→ **Work required**:
Please write out exactly the lines of the data below from the line holding "search, and why" through the line holding "fn fmt(&self, f: &mut", and leave out the rest.

→ **Material for this task**:
------------------------------------------------

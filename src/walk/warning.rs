use crate::SearchError;
use core::fmt;
use std::path::{Path, PathBuf};

/// A directory or entry that was skipped part way through a search, and why
#[derive(Debug)]
pub struct TraversalWarning {
    pub(crate) path: PathBuf,
    pub(crate) error: SearchError,
}

impl TraversalWarning {
    pub(crate) fn new<P: Into<PathBuf>>(path: P, error: SearchError) -> Self {
        let warning = Self {
            path: path.into(),
            error,
        };
        log::warn!("skipping {}", warning.error);
        warning
    }

    /// The directory that could not be read, or the entry that could not be inspected
    #[must_use]
    #[inline]
    pub fn path(&self) -> &Path {
        &self.path
    }

    #[must_use]
    #[inline]
    pub const fn error(&self) -> &SearchError {
        &self.error
    }
}

impl fmt::Display for TraversalWarning {
    fn fmt(&self, f: &mut fmt::Formatter<'_>) -> fmt::Result {
        write!(f, "skipped {}", self.error)
    }
}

------------------------------------------------

→ **Exercise output**:
/// A directory or entry that was skipped part way through a search, and why
#[derive(Debug)]
pub struct TraversalWarning {
    pub(crate) path: PathBuf,
    pub(crate) error: SearchError,
}

impl TraversalWarning {
    pub(crate) fn new<P: Into<PathBuf>>(path: P, error: SearchError) -> Self {
        let warning = Self {
            path: path.into(),
            error,
        };
        log::warn!("skipping {}", warning.error);
        warning
    }

    /// The directory that could not be read, or the entry that could not be inspected
    #[must_use]
    #[inline]
    pub fn path(&self) -> &Path {
        &self.path
    }

    #[must_use]
    #[inline]
    pub const fn error(&self) -> &SearchError {
        &self.error
    }
}

impl fmt::Display for TraversalWarning {
    fn fmt(&self, f: &mut fmt::Formatter<'_>) -> fmt::Result {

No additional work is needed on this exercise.